Dataset records:

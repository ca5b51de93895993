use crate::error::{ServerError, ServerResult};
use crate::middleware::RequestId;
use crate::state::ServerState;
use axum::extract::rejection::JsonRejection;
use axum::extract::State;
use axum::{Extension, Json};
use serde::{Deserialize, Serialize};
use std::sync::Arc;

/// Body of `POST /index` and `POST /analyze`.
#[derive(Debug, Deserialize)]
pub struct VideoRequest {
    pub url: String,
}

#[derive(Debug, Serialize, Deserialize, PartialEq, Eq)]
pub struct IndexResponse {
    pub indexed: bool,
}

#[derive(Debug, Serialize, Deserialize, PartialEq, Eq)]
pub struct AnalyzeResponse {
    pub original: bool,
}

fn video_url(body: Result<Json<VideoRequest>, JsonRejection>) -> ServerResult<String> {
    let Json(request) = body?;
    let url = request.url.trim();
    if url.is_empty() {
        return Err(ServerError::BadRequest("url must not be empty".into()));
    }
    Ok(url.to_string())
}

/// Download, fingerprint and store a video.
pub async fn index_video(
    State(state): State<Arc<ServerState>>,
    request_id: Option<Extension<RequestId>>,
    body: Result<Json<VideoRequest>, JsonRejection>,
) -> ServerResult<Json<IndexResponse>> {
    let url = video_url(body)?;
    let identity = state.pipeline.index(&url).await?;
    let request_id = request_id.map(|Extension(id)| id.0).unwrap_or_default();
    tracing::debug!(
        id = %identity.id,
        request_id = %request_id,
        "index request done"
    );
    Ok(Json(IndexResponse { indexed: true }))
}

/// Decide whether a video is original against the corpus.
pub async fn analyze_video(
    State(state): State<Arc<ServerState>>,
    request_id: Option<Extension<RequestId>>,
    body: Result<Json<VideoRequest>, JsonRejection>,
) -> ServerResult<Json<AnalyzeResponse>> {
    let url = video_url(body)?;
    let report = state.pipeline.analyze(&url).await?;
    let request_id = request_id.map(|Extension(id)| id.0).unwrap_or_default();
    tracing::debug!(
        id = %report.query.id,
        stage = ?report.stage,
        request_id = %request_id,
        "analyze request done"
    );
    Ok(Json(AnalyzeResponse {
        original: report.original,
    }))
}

Task objective: The entries are to be repeated exactly, with nothing altered.

Result:
repository ca5b51de93895993
use crate::error::{ServerError, ServerResult};
use crate::middleware::RequestId;
use crate::state::ServerState;
use axum::extract::rejection::JsonRejection;
use axum::extract::State;
use axum::{Extension, Json};
use serde::{Deserialize, Serialize};
use std::sync::Arc;

/// Body of `POST /index` and `POST /analyze`.
#[derive(Debug, Deserialize)]
pub struct VideoRequest {
    pub url: String,
}

#[derive(Debug, Serialize, Deserialize, PartialEq, Eq)]
pub struct IndexResponse {
    pub indexed: bool,
}

#[derive(Debug, Serialize, Deserialize, PartialEq, Eq)]
pub struct AnalyzeResponse {
    pub original: bool,
}

fn video_url(body: Result<Json<VideoRequest>, JsonRejection>) -> ServerResult<String> {
    let Json(request) = body?;
    let url = request.url.trim();
    if url.is_empty() {
        return Err(ServerError::BadRequest("url must not be empty".into()));
    }
    Ok(url.to_string())
}

/// Download, fingerprint and store a video.
pub async fn index_video(
    State(state): State<Arc<ServerState>>,
    request_id: Option<Extension<RequestId>>,
    body: Result<Json<VideoRequest>, JsonRejection>,
) -> ServerResult<Json<IndexResponse>> {
    let url = video_url(body)?;
    let identity = state.pipeline.index(&url).await?;
    let request_id = request_id.map(|Extension(id)| id.0).unwrap_or_default();
    tracing::debug!(
        id = %identity.id,
        request_id = %request_id,
        "index request done"
    );
    Ok(Json(IndexResponse { indexed: true }))
}

/// Decide whether a video is original against the corpus.
pub async fn analyze_video(
    State(state): State<Arc<ServerState>>,
    request_id: Option<Extension<RequestId>>,
    body: Result<Json<VideoRequest>, JsonRejection>,
) -> ServerResult<Json<AnalyzeResponse>> {
    let url = video_url(body)?;
    let report = state.pipeline.analyze(&url).await?;
    let request_id = request_id.map(|Extension(id)| id.0).unwrap_or_default();
    tracing::debug!(
        id = %report.query.id,
        stage = ?report.stage,
        request_id = %request_id,
        "analyze request done"
    );
    Ok(Json(AnalyzeResponse {
        original: report.original,
    }))
}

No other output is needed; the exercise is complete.